Through Smith’s hosting also serving as the audience, the joy of Small Town Dicks is how listeners and fans can also be, as the actress and host states, the detective who gathered all the evidence, brought it to the District Attorney, and then for some reason, the DA still doesn’t file. “I think it’s a very granular window into the world of how complicated this job is and really also how narrow,” she said. “The police aren’t there to judge the suspect, they’re there to gather the evidence and then they pass it off to the next department, which is the justice system. It’s been such an education for me. I’ve always admired law enforcement anyway so it wasn’t a huge shift, but I really have loved the inside baseball sort of view of it.”

Stating how the podcast works as well as it does thanks to it coming straight from the source and told by the detectives who investigated the cases, Smith says the mass fascination in true crime heard in podcasts and seen on numerous TV shows isn’t something new for audiences. “I think all of our even fables and the old Greek myths and everything, people want the good guys to win,” she said. “I think even as we’re having a really introspective moment with law enforcement, which I think is so valid and necessary, I still think that people want the good guys to win and we want law enforcement to be the good guys.

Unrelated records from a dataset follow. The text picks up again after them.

use serde::{Deserialize, Serialize};

#[derive(Clone, Copy, Debug, PartialEq, Eq, Hash)]
pub struct Point {
    pub x: i32,
    pub y: i32,
}

impl Point {
    pub fn new(x: i32, y: i32) -> Self {
        Self { x, y }
    }

    pub fn offset(self, direction: Direction) -> Self {
        let (dx, dy) = direction.delta();
        Self::new(self.x + dx, self.y + dy)
    }
}

#[derive(Clone, Copy, Debug, PartialEq, Eq, Hash)]
pub enum Direction {
    Left,
    Right,
    Up,
    Down,
}

impl Direction {
    pub const ALL: [Direction; 4] = [
        Direction::Left,
        Direction::Right,
        Direction::Up,
        Direction::Down,
    ];

    pub fn delta(self) -> (i32, i32) {
        match self {
            Direction::Left => (-1, 0),
            Direction::Right => (1, 0),
            Direction::Up => (0, -1),
            Direction::Down => (0, 1),
        }
    }

    pub fn from_delta(dx: i32, dy: i32) -> Option<Self> {
        match (dx, dy) {
            (-1, 0) => Some(Direction::Left),
            (1, 0) => Some(Direction::Right),
            (0, -1) => Some(Direction::Up),
            (0, 1) => Some(Direction::Down),
            _ => None,
        }
    }

    pub fn opposite(self) -> Self {
        match self {
            Direction::Left => Direction::Right,
            Direction::Right => Direction::Left,
            Direction::Up => Direction::Down,
            Direction::Down => Direction::Up,
        }
    }

    pub fn is_opposite(&self, other: &Direction) -> bool {
        self.opposite() == *other
    }
}

#[derive(Clone, Copy, Debug, Default, PartialEq, Eq, Serialize, Deserialize)]
#[serde(rename_all = "snake_case")]
pub enum GameMode {
    #[default]
    Bounded,
    Portal,
}

impl GameMode {
    pub fn label(&self) -> &'static str {
        match self {
            GameMode::Bounded => "Bounded",
            GameMode::Portal => "Portal",
        }
    }
}

#[derive(Clone, Copy, Debug, PartialEq, Eq)]
pub enum RunState {
    Idle,
    Running,
    Over,
}

#[derive(Clone, Copy, Debug, PartialEq, Eq)]
pub enum DeathReason {
    WallCollision,
    SelfCollision,
}

impl DeathReason {
    pub fn describe(&self) -> &'static str {
        match self {
            DeathReason::WallCollision => "Hit the wall",
            DeathReason::SelfCollision => "Bit its own tail",
        }
    }
}

#[derive(Clone, Copy, Debug, PartialEq, Eq)]
pub enum StepOutcome {
    Moved,
    Ate { score: u32 },
    Died(DeathReason),
    NotRunning,
}
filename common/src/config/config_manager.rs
use serde::{Deserialize, Serialize};
use std::path::Path;
use std::sync::Mutex;

use super::{
    ConfigContentProvider, ConfigSerializer, FileContentConfigProvider, Validate,
    YamlConfigSerializer,
};

/// Loads a config through a content provider once and caches it.
///
/// Missing content yields `TConfig::default()`. Both directions validate.
pub struct ConfigManager<TConfigContentProvider, TConfig, TConfigSerializer = YamlConfigSerializer>
where
    TConfigContentProvider: ConfigContentProvider,
    TConfig: Clone + for<'de> Deserialize<'de> + Serialize + Validate + Default,
    TConfigSerializer: ConfigSerializer<TConfig>,
{
    config_serializer: TConfigSerializer,
    config_content_provider: TConfigContentProvider,
    config: Mutex<Option<TConfig>>,
}

impl<TConfig> ConfigManager<FileContentConfigProvider, TConfig, YamlConfigSerializer>
where
    TConfig: Clone + for<'de> Deserialize<'de> + Serialize + Validate + Default,
{
    pub fn from_yaml_file(file_path: impl AsRef<Path>) -> Self {
        Self::with_provider(
            FileContentConfigProvider::new(file_path.as_ref()),
            YamlConfigSerializer::new(),
        )
    }
}

impl<TConfigContentProvider, TConfig, TConfigSerializer>
    ConfigManager<TConfigContentProvider, TConfig, TConfigSerializer>
where
    TConfigContentProvider: ConfigContentProvider,
    TConfig: Clone + for<'de> Deserialize<'de> + Serialize + Validate + Default,
    TConfigSerializer: ConfigSerializer<TConfig>,
{
    pub fn with_provider(
        config_content_provider: TConfigContentProvider,
        config_serializer: TConfigSerializer,
    ) -> Self {
        Self {
            config: Mutex::new(None),
            config_content_provider,
            config_serializer,
        }
    }

    pub fn get_config(&self) -> Result<TConfig, String> {
        let mut current = self
            .config
            .lock()
            .map_err(|_| "Config cache lock poisoned".to_string())?;

        if let Some(config) = current.as_ref() {
            return Ok(config.clone());
        }

        let Some(config_data) = self.config_content_provider.get_config_content()? else {
            return Ok(TConfig::default());
        };

        let config = self.config_serializer.deserialize(&config_data)?;
        config
            .validate()
            .map_err(|e| format!("Config validation error: {}", e))?;

        *current = Some(config.clone());
        Ok(config)
    }

    pub fn set_config(&self, config: &TConfig) -> Result<(), String> {
        config
            .validate()
            .map_err(|e| format!("Config validation error: {}", e))?;

        let serialized_config = self.config_serializer.serialize(config)?;
        self.config_content_provider
            .set_config_content(&serialized_config)?;

        let mut current = self
            .config
            .lock()
            .map_err(|_| "Config cache lock poisoned".to_string())?;
        *current = Some(config.clone());
        Ok(())
    }

    /// Read-modify-write on the current config.
    pub fn update<F>(&self, change: F) -> Result<TConfig, String>
    where
        F: FnOnce(&mut TConfig),
    {
        let mut config = self.get_config()?;
        change(&mut config);
        self.set_config(&config)?;
        Ok(config)
    }
}
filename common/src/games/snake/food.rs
use crate::games::SessionRng;
use super::grid::Grid;
use super::types::Point;

/// Rejection-samples a tile not covered by `chain`. Never returns on a full board.
pub fn place_food<'a, I>(chain: I, grid: &Grid, rng: &mut SessionRng) -> Point
where
    I: IntoIterator<Item = &'a Point> + Clone,
{
    let tiles = grid.tiles() as i32;
    loop {
        let candidate = Point::new(rng.below(tiles), rng.below(tiles));
        if !chain.clone().into_iter().any(|segment| *segment == candidate) {
            return candidate;
        }
    }
}
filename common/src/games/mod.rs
mod session_rng;

pub mod snake;

pub use session_rng::SessionRng;
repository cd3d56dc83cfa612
//! Query Assembler
//!
//! Renders a [`ParsedIntent`] as `SELECT [TOP N] cols FROM table [WHERE ...] [ORDER BY ...]`.
//! Pure and deterministic. [`outline`] reads the same structure back out of SQL text.

use crate::translate::intent::{Dialect, OrderBy, OrderDirection, ParsedIntent, Predicate};
use lazy_static::lazy_static;
use regex::Regex;
use serde::Serialize;

lazy_static! {
    static ref SELECT_SHAPE: Regex = Regex::new(
        r"(?is)^\s*select\s+(?:top\s+(\d+)\s+)?(.+?)\s+from\s+([\w\.\[\]]+)(?:\s+where\s+(.+?))?(?:\s+order\s+by\s+([\w\.\[\]]+)(?:\s+(asc|desc))?)?\s*;?\s*$"
    )
    .unwrap();
}

pub fn assemble(
    table: &str,
    columns: &[String],
    predicate: &Predicate,
    order: Option<&OrderBy>,
    limit: Option<u32>,
) -> String {
    let condition = (!predicate.is_tautology()).then(|| predicate.render(Dialect::Sql));
    render(table, columns, condition, order, limit)
}

pub fn assemble_intent(intent: &ParsedIntent) -> String {
    assemble(
        &intent.table,
        &intent.columns,
        &intent.predicate,
        intent.order.as_ref(),
        intent.limit,
    )
}

/// Query text with literals replaced by `@p0, @p1, ...` and their values alongside
#[derive(Debug, Clone, PartialEq, Serialize)]
pub struct ParameterizedQuery {
    pub text: String,
    pub params: Vec<serde_json::Value>,
}

pub fn assemble_parameterized(intent: &ParsedIntent) -> ParameterizedQuery {
    let mut params = Vec::new();
    let condition = (!intent.predicate.is_tautology())
        .then(|| intent.predicate.render_parameterized(&mut params));
    ParameterizedQuery {
        text: render(
            &intent.table,
            &intent.columns,
            condition,
            intent.order.as_ref(),
            intent.limit,
        ),
        params,
    }
}

fn render(
    table: &str,
    columns: &[String],
    condition: Option<String>,
    order: Option<&OrderBy>,
    limit: Option<u32>,
) -> String {
    let mut sql = String::from("SELECT ");
    if let Some(n) = limit {
        sql.push_str(&format!("TOP {} ", n));
    }
    if columns.is_empty() {
        sql.push('*');
    } else {
        sql.push_str(&columns.join(", "));
    }
    sql.push_str(&format!(" FROM {}", table));
    if let Some(condition) = condition {
        sql.push_str(&format!(" WHERE {}", condition));
    }
    if let Some(order) = order {
        sql.push_str(&format!(" ORDER BY {} {}", order.column, order.direction.as_sql()));
    }
    sql
}

/// SELECT structure recovered from query text
#[derive(Debug, Clone, PartialEq, Serialize)]
pub struct QueryOutline {
    pub table: String,
    pub columns: Vec<String>,
    pub limit: Option<u32>,
    pub condition: Option<String>,
    pub order: Option<OrderBy>,
}

impl QueryOutline {
    pub fn has_filter(&self) -> bool {
        self.condition.is_some()
    }
}

/// Parse a single-table SELECT; `None` when the text does not have that shape
pub fn outline(sql: &str) -> Option<QueryOutline> {
    let caps = SELECT_SHAPE.captures(sql)?;

    let columns = caps[2]
        .split(',')
        .map(|c| c.trim().to_string())
        .filter(|c| !c.is_empty())
        .collect();
    let table = caps[3].trim_matches(|c| c == '[' || c == ']').to_string();
    let condition = caps
        .get(4)
        .map(|m| m.as_str().trim().to_string())
        .filter(|c| c != crate::translate::intent::TAUTOLOGY);
    let order = caps.get(5).map(|column| OrderBy {
        column: column.as_str().to_string(),
        direction: match caps.get(6).map(|d| d.as_str().to_ascii_uppercase()) {
            Some(d) if d == "ASC" => OrderDirection::Asc,
            _ => OrderDirection::Desc,
        },
    });

    Some(QueryOutline {
        table,
        columns,
        limit: caps.get(1).and_then(|m| m.as_str().parse().ok()),
        condition,
        order,
    })
}

#[cfg(test)]
mod tests {
    use super::*;
    use crate::translate::intent::{Clause, CompareOp};

    fn intent(predicate: Predicate) -> ParsedIntent {
        ParsedIntent {
            table: "Usage".into(),
            columns: vec!["Product".into(), "RequestCount".into()],
            predicate,
            limit: Some(5),
            order: Some(OrderBy { column: "RequestCount".into(), direction: OrderDirection::Desc }),
        }
    }

    fn filtered() -> Predicate {
        Predicate::new(vec![
            Clause::Equals { column: "Product".into(), value: "Go-SDK".into() },
            Clause::Compare { column: "RequestCount".into(), op: CompareOp::Gt, value: 1000 },
        ])
    }

    #[test]
    fn test_assemble_full_query() {
        assert_eq!(
            assemble_intent(&intent(filtered())),
            "SELECT TOP 5 Product, RequestCount FROM Usage WHERE Product = 'Go-SDK' AND RequestCount > 1000 ORDER BY RequestCount DESC"
        );
    }

    #[test]
    fn test_tautology_omits_where() {
        let sql = assemble("Usage", &["Month".to_string()], &Predicate::tautology(), None, None);
        assert_eq!(sql, "SELECT Month FROM Usage");
    }

    #[test]
    fn test_parameterized() {
        let query = assemble_parameterized(&intent(filtered()));
        assert_eq!(
            query.text,
            "SELECT TOP 5 Product, RequestCount FROM Usage WHERE Product = @p0 AND RequestCount > @p1 ORDER BY RequestCount DESC"
        );
        assert_eq!(query.params.len(), 2);
    }

    #[test]
    fn test_outline_round_trip() {
        for predicate in [filtered(), Predicate::tautology()] {
            let original = intent(predicate);
            let parsed = outline(&assemble_intent(&original)).unwrap();
            assert_eq!(parsed.table, original.table);
            assert_eq!(parsed.columns, original.columns);
            assert_eq!(parsed.has_filter(), !original.predicate.is_tautology());
            assert_eq!(parsed.limit, original.limit);
            assert_eq!(parsed.order, original.order);
        }
    }

    #[test]
    fn test_outline_of_hand_written_sql() {
        let parsed = outline("select * from dbo.Usage where OS = 'Linux' order by Month asc;").unwrap();
        assert_eq!(parsed.table, "dbo.Usage");
        assert_eq!(parsed.columns, vec!["*"]);
        assert_eq!(parsed.condition.as_deref(), Some("OS = 'Linux'"));
        assert_eq!(parsed.order.unwrap().direction, OrderDirection::Asc);
        assert!(outline("DELETE FROM Usage").is_none());
    }
}
//! Configuration
//!
//! Connection, schema and retry settings read from the environment.

use std::path::PathBuf;
use std::str::FromStr;
use std::time::Duration;
use tracing::warn;

pub const SQL_SCOPE: &str = "https://database.windows.net/.default";
pub const MANAGEMENT_SCOPE: &str = "https://management.azure.com/.default";

#[derive(Debug, Clone)]
pub struct Config {
    /// Fully qualified SQL server host (e.g. "myserver.database.windows.net")
    pub sql_server: String,
    pub sql_database: String,
    pub subscription_id: String,
    pub resource_group: String,
    pub management_url: String,
    pub management_api_version: String,
    pub schema_path: PathBuf,
    pub connect_timeout: Duration,
    /// Execution timeout = connect timeout * multiplier
    pub execution_timeout_multiplier: u32,
    pub max_attempts: u32,
    pub initial_backoff: Duration,
    pub workers: usize,
}

impl Default for Config {
    fn default() -> Self {
        Self {
            sql_server: "azuresdkbi-server.database.windows.net".to_string(),
            sql_database: "azuresdkbi".to_string(),
            subscription_id: String::new(),
            resource_group: "sdk-mgmt-bi-data".to_string(),
            management_url: "https://management.azure.com".to_string(),
            management_api_version: "2021-11-01".to_string(),
            schema_path: PathBuf::from("reference/schemas/AMEAnalytics_Schema.json"),
            connect_timeout: Duration::from_secs(30),
            execution_timeout_multiplier: 2,
            max_attempts: 3,
            initial_backoff: Duration::from_millis(1000),
            workers: 4,
        }
    }
}

impl Config {
    /// Build configuration from environment variables, falling back to defaults
    pub fn from_env() -> Self {
        let defaults = Self::default();

        Self {
            sql_server: env_string("SQL_SERVER", defaults.sql_server),
            sql_database: env_string("SQL_DATABASE", defaults.sql_database),
            subscription_id: env_string("AZURE_SUBSCRIPTION_ID", defaults.subscription_id),
            resource_group: env_string("AZURE_RESOURCE_GROUP", defaults.resource_group),
            management_url: env_string("MANAGEMENT_URL", defaults.management_url)
                .trim_end_matches('/')
                .to_string(),
            management_api_version: env_string(
                "MANAGEMENT_API_VERSION",
                defaults.management_api_version,
            ),
            schema_path: std::env::var("SCHEMA_FILE_PATH")
                .map(PathBuf::from)
                .unwrap_or(defaults.schema_path),
            connect_timeout: Duration::from_secs(env_parse("QUERY_CONNECT_TIMEOUT_SECS", 30u64)),
            execution_timeout_multiplier: env_parse("QUERY_EXECUTION_TIMEOUT_MULTIPLIER", 2u32)
                .max(1),
            max_attempts: env_parse("QUERY_MAX_ATTEMPTS", 3u32).max(1),
            initial_backoff: Duration::from_millis(env_parse("QUERY_INITIAL_BACKOFF_MS", 1000u64)),
            workers: env_parse("QUERY_WORKERS", 4usize).max(1),
        }
    }

    /// Saturates at `Duration::MAX` instead of overflowing
    pub fn execution_timeout(&self) -> Duration {
        self.connect_timeout
            .checked_mul(self.execution_timeout_multiplier)
            .unwrap_or(Duration::MAX)
    }

    /// Server name without the domain suffix, as the management plane addresses it
    pub fn server_short_name(&self) -> &str {
        self.sql_server.split('.').next().unwrap_or(&self.sql_server)
    }
}

fn env_string(key: &str, default: String) -> String {
    std::env::var(key)
        .ok()
        .filter(|v| !v.trim().is_empty())
        .unwrap_or(default)
}

fn env_parse<T: FromStr + std::fmt::Display + Copy>(key: &str, default: T) -> T {
    match std::env::var(key) {
        Ok(raw) => match raw.trim().parse::<T>() {
            Ok(v) => v,
            Err(_) => {
                warn!("Ignoring invalid {}={:?}, using {}", key, raw, default);
                default
            }
        },
        Err(_) => default,
    }
}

I mean, honestly, no matter what you think about your local police department, if you’re in trouble, I guarantee you’re calling 9-1-1. So you want to know that if society, if people in society, are going to take the train off the tracks that there’s another whole group of people in society who are willing to put that train back on the track.”

Engaged to Detective Dan and gearing up to walk down the aisle very soon, Smith says the weight of their jobs came into perspective for her when the twins said a lot of their work was about encountering people on their worst day. “When you frame it like that, I think it gives you some notion anyway as to the amount of stress and the amount of sort of de-escalation, constant de-escalation, that the job requires. But all of it shocks me. I couldn’t do that,” she said.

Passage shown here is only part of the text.